| Stored data |
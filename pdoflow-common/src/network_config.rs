//! Loading network configuration from TOML
//!
//! A network configuration describes the fieldbus class, the cycle period, and for each node the
//! PDOs the master exchanges with it. Example:
//!
//! ```toml
//! class = "can"
//! sync_period_us = 2000
//! dispatch_priority = 80
//!
//! [nodes.1.pdos.rpdo.1]
//! transmission_type = 1
//! mappings = [
//!     { index = 0x60FF, sub = 0, size = 32 },
//! ]
//!
//! [nodes.1.pdos.tpdo.2]
//! cob_id = 0x380
//! add_node_id = true
//! transmission_type = 1
//! mappings = [
//!     { index = 0x6064, sub = 0, size = 32 },
//!     { index = 0x606C, sub = 0, size = 32 },
//! ]
//! ```
//!
//! Transmission types are given as raw CANopen values. There is no default: CANopen and EtherCAT
//! builds of the same application routinely pick different types, so each PDO states its own.
use std::collections::BTreeMap;
use std::path::Path;

use defmt_or_log::debug;
use serde::Deserialize;
use snafu::{ResultExt, Snafu};

use crate::{
    constants::cob_ids,
    messages::{NetworkClass, PdoAddress},
    node_id::{checked_can_id, CanNodeId, NodeAddress, PdoAddressError},
    pdo::{PdoDirection, PdoMapping, TransmissionType},
};

/// Error returned when loading a network configuration
#[derive(Debug, Snafu)]
pub enum LoadError {
    /// Reading the file failed
    #[snafu(display("Failed to read {path}: {source}"))]
    Io {
        /// The path which failed to load
        path: String,
        /// The underlying error
        source: std::io::Error,
    },
    /// The TOML text could not be parsed into a configuration
    #[snafu(display("Failed to parse network config: {source}"))]
    Toml {
        /// The parser error
        source: toml::de::Error,
    },
    /// A table key could not be parsed as a number
    #[snafu(display("Invalid {what} key '{key}'"))]
    InvalidKey {
        /// What the key identifies (node or PDO slot)
        what: &'static str,
        /// The offending key
        key: String,
    },
    /// A node key is not a valid CANopen node ID
    #[snafu(display("Invalid CANopen node ID {id}"))]
    InvalidNodeId {
        /// The offending ID
        id: u16,
    },
    /// A PDO has a reserved transmission type
    #[snafu(display("Node {node} {direction} {slot}: reserved transmission type {value}"))]
    InvalidTransmissionType {
        /// Node key
        node: u16,
        /// PDO direction
        direction: PdoDirection,
        /// PDO slot
        slot: u8,
        /// Raw transmission type
        value: u8,
    },
    /// The PDO has no valid network address for its node
    #[snafu(display("Node {node} {direction} {slot}: {source}"))]
    InvalidPdoAddress {
        /// Node key
        node: u16,
        /// PDO direction
        direction: PdoDirection,
        /// PDO slot
        slot: u8,
        /// Why the address was rejected
        source: PdoAddressError,
    },
    /// The cycle period is zero
    #[snafu(display("sync_period_us must be greater than zero"))]
    ZeroSyncPeriod,
    /// The dispatch priority is outside 1..=99
    #[snafu(display("Dispatch priority {value} is outside 1..=99"))]
    InvalidPriority {
        /// The offending priority
        value: u8,
    },
}

/// Default configuration for one PDO slot of a node
#[derive(Clone, Debug, PartialEq, Eq)]
pub struct PdoDefaultConfig {
    /// Explicit COB-ID for CANopen PDOs. None selects the predefined connection set.
    pub cob_id: Option<u32>,
    /// Indicates that an extended (29-bit) COB-ID is used
    pub extended: bool,
    /// Add the node ID to the configured COB-ID
    pub add_node_id: bool,
    /// When the PDO moves across the wire
    pub transmission_type: TransmissionType,
    /// Compare the declared mapping with the device's fixed mapping when binding
    pub verify_fixed_mapping: bool,
    /// The objects mapped into the PDO, in wire order
    pub mappings: Vec<PdoMapping>,
}

impl PdoDefaultConfig {
    /// Resolve the network address of this PDO for a node
    ///
    /// Fails if the COB-ID, after adding the node ID, does not fit the identifier format, or if
    /// the slot has no predefined COB-ID.
    pub fn address(
        &self,
        node: NodeAddress,
        direction: PdoDirection,
        slot: u8,
    ) -> Result<PdoAddress, PdoAddressError> {
        match (node, self.cob_id) {
            (NodeAddress::Can(id), Some(cob_id)) => {
                let mut raw = cob_id as u64;
                if self.add_node_id {
                    raw += id.raw() as u64;
                }
                Ok(PdoAddress::Cob(checked_can_id(raw, self.extended)?))
            }
            _ => {
                let base = match direction {
                    PdoDirection::Outgoing => cob_ids::RPDO_BASE,
                    PdoDirection::Incoming => cob_ids::TPDO_BASE,
                };
                node.default_pdo_address(base, slot)
            }
        }
    }
}

/// The PDOs configured for one node
#[derive(Clone, Debug, Default, PartialEq, Eq)]
pub struct NodeConfig {
    /// Outgoing PDOs, by slot
    pub rpdo: BTreeMap<u8, PdoDefaultConfig>,
    /// Incoming PDOs, by slot
    pub tpdo: BTreeMap<u8, PdoDefaultConfig>,
}

/// A complete network configuration
#[derive(Clone, Debug, PartialEq, Eq)]
pub struct NetworkConfig {
    /// The fieldbus class
    pub class: NetworkClass,
    /// The cycle period in microseconds (SYNC interval or SYNC0 period)
    pub sync_period_us: u32,
    /// Optional real-time priority for the dispatch thread
    pub dispatch_priority: Option<u8>,
    /// Per node configuration, keyed by node address
    pub nodes: BTreeMap<NodeAddress, NodeConfig>,
}

#[derive(Deserialize)]
#[serde(deny_unknown_fields)]
struct RawPdoConfig {
    cob_id: Option<u32>,
    #[serde(default)]
    extended: bool,
    #[serde(default)]
    add_node_id: bool,
    transmission_type: u8,
    #[serde(default = "default_true")]
    verify_fixed_mapping: bool,
    #[serde(default)]
    mappings: Vec<PdoMapping>,
}

#[derive(Deserialize, Default)]
#[serde(deny_unknown_fields)]
struct RawPdos {
    #[serde(default)]
    rpdo: BTreeMap<String, RawPdoConfig>,
    #[serde(default)]
    tpdo: BTreeMap<String, RawPdoConfig>,
}

#[derive(Deserialize)]
#[serde(deny_unknown_fields)]
struct RawNodeConfig {
    #[serde(default)]
    pdos: RawPdos,
}

#[derive(Deserialize)]
#[serde(deny_unknown_fields)]
struct RawNetworkConfig {
    class: NetworkClass,
    sync_period_us: u32,
    dispatch_priority: Option<u8>,
    #[serde(default)]
    nodes: BTreeMap<String, RawNodeConfig>,
}

fn default_true() -> bool {
    true
}

fn parse_key<T: TryFrom<u32>>(what: &'static str, key: &str) -> Result<T, LoadError> {
    let value = match key.strip_prefix("0x") {
        Some(hex) => u32::from_str_radix(hex, 16).ok(),
        None => key.parse::<u32>().ok(),
    };
    value
        .and_then(|v| T::try_from(v).ok())
        .ok_or_else(|| LoadError::InvalidKey {
            what,
            key: key.to_string(),
        })
}

fn convert_pdos(
    node: NodeAddress,
    direction: PdoDirection,
    raw: BTreeMap<String, RawPdoConfig>,
) -> Result<BTreeMap<u8, PdoDefaultConfig>, LoadError> {
    let mut pdos = BTreeMap::new();
    for (key, pdo) in raw {
        let slot: u8 = parse_key("PDO slot", &key)?;
        let transmission_type = TransmissionType::from_raw(pdo.transmission_type).map_err(|e| {
            LoadError::InvalidTransmissionType {
                node: node.raw(),
                direction,
                slot,
                value: e.value,
            }
        })?;
        let config = PdoDefaultConfig {
            cob_id: pdo.cob_id,
            extended: pdo.extended,
            add_node_id: pdo.add_node_id,
            transmission_type,
            verify_fixed_mapping: pdo.verify_fixed_mapping,
            mappings: pdo.mappings,
        };
        config
            .address(node, direction, slot)
            .context(InvalidPdoAddressSnafu {
                node: node.raw(),
                direction,
                slot,
            })?;
        pdos.insert(slot, config);
    }
    Ok(pdos)
}

impl NetworkConfig {
    /// Parse a network configuration from a TOML string
    pub fn load_from_str(s: &str) -> Result<Self, LoadError> {
        let raw: RawNetworkConfig = toml::from_str(s).context(TomlSnafu)?;

        if raw.sync_period_us == 0 {
            return ZeroSyncPeriodSnafu.fail();
        }
        if let Some(value) = raw.dispatch_priority {
            if !(1..=99).contains(&value) {
                return InvalidPrioritySnafu { value }.fail();
            }
        }

        let mut nodes = BTreeMap::new();
        for (key, node) in raw.nodes {
            let id: u16 = parse_key("node", &key)?;
            let address = match raw.class {
                NetworkClass::Can => {
                    let can_id = u8::try_from(id)
                        .ok()
                        .and_then(|id| CanNodeId::new(id).ok())
                        .ok_or(LoadError::InvalidNodeId { id })?;
                    NodeAddress::Can(can_id)
                }
                NetworkClass::EtherCat => NodeAddress::EtherCat(id),
            };
            let config = NodeConfig {
                rpdo: convert_pdos(address, PdoDirection::Outgoing, node.pdos.rpdo)?,
                tpdo: convert_pdos(address, PdoDirection::Incoming, node.pdos.tpdo)?,
            };
            nodes.insert(address, config);
        }

        debug!(
            "Loaded {} network config with {} nodes",
            raw.class,
            nodes.len()
        );

        Ok(Self {
            class: raw.class,
            sync_period_us: raw.sync_period_us,
            dispatch_priority: raw.dispatch_priority,
            nodes,
        })
    }

    /// Read and parse a network configuration file
    pub fn load_from_file(path: impl AsRef<Path>) -> Result<Self, LoadError> {
        let path = path.as_ref();
        let text = std::fs::read_to_string(path).context(IoSnafu {
            path: path.display().to_string(),
        })?;
        Self::load_from_str(&text)
    }

    /// The cycle period as a Duration
    pub fn sync_period(&self) -> std::time::Duration {
        std::time::Duration::from_micros(self.sync_period_us as u64)
    }

    /// Get the configuration of a node, if any
    pub fn node(&self, address: NodeAddress) -> Option<&NodeConfig> {
        self.nodes.get(&address)
    }
}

| TASK PROMPT |
Filter on the word "fieldbus": copy each matching line from the entries above.

| WRITTEN ANSWER |
//! A network configuration describes the fieldbus class, the cycle period, and for each node the
    /// The fieldbus class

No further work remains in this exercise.